Temperature difference of the environment may have an effect on the CMC. The most common polymer is poly(N-isopropylacrylamide), which transforms to a hydrophobic insoluble polymer from hydrophilic polymer around 32°C. Soga et al. have developed another thermosensitive polymeric micelles [74—77].
A few studies indicate that hydrophobicity and hydrophilicity of nanomicelles can be shifted under light exposure. Briefly, nanomicelles can be disrupted or reversed by light. This property can be utilized to trigger drug release and delivery [78,79]. Andrew et al. have reported that the micellar system is very sensitive to infrared light causing release of fluorescence probe such as Nile red .
Ultrasound can generate a frequency around 20 kHz or more, which can be utilized to enhance tumor drug uptake. Ultrasound has enhanced drug delivery by inducing (1) deeper tissue penetration, (2) perturbation of normal and tumor cell membrane, and
(3) drug release from nanomicelle [81—85]. Marin et al. have studied the release and intracellular uptake of doxorubicin (Dox) from pluronic micelles, the most common ultrasound-sensitive nanomicelles. Higher Dox release from pluronic micelles was observed under high-frequency ultrasound .
Other stimuli-responsive nanomicelle systems have been studied including enzyme- and redox-responsive systems. Enzymes are known to overexpresses in tumor cells. The oxidative and reductive enzyme expressions vary between intracellular and extracellular environments. Those differences are utilized in developing nanomicelle carrier to deliver drugs to the target.

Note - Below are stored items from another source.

use healthhive_core::{DrainOutcome, VisitSyncApi};

use crate::commands::common::{open_queue, Context, LocalQueue};
use crate::error::CliError;

pub async fn run_sync(context: &Context) -> Result<(), CliError> {
    let queue = open_queue(&context.db_path).await?;
    if context.offline {
        let pending = queue.pending_count();
        return Err(CliError::SyncFailed {
            pending,
            reason: "device is offline".to_string(),
        });
    }

    let api = context.api_client()?;
    let message = drain_queue(&queue, &api).await?;
    println!("{message}");
    Ok(())
}

/// Drain and turn the outcome into a user-facing message or error.
pub async fn drain_queue<A: VisitSyncApi>(queue: &LocalQueue, api: &A) -> Result<String, CliError> {
    match queue.drain(api).await? {
        DrainOutcome::Empty => Ok("No pending visits to sync.".to_string()),
        DrainOutcome::Cleared { synced, pending } if pending > 0 => Ok(format!(
            "Synced {synced} visit(s); {pending} recorded during sync still pending."
        )),
        DrainOutcome::Cleared { synced, .. } => Ok(format!("Synced {synced} visit(s).")),
        DrainOutcome::Retained {
            pending,
            errors,
            conflicts,
            ..
        } => Err(CliError::SyncNeedsReview {
            pending,
            errors: errors.len(),
            conflicts: conflicts.len(),
        }),
        DrainOutcome::Failed { pending, error } => Err(CliError::SyncFailed {
            pending,
            reason: error.to_string(),
        }),
    }
}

Multifunctional Nanomicelle Carrier
Multifunctional nanomicelle comprises at least two ligands. Multifunctional micelles could enhance the hydrophobic drug delivery to specific target. Moreover, it can carry imaging agents that enable nanomicelle tracking released by pH-sensitive polymer or ultrasound exposure. Li et al. have developed acid-sensitive nanomicelle for both targeted drug delivery and MRI in liver cancer cells . Doxorubicin and superparamagnetic iron oxide nanoparticles (imaging agents) were encapsulated inside poly(ethylene glycol)-b-poly(N-(N0,N0-diisopropylaminoethyl) glutamine) (PEG-P(GA-DIP)) and surface modified with folate acid for targeting. This multifunctional nanomicelle facilitated specific tumor targeting and enhanced therapeutic effect as well as MRI diagnosis.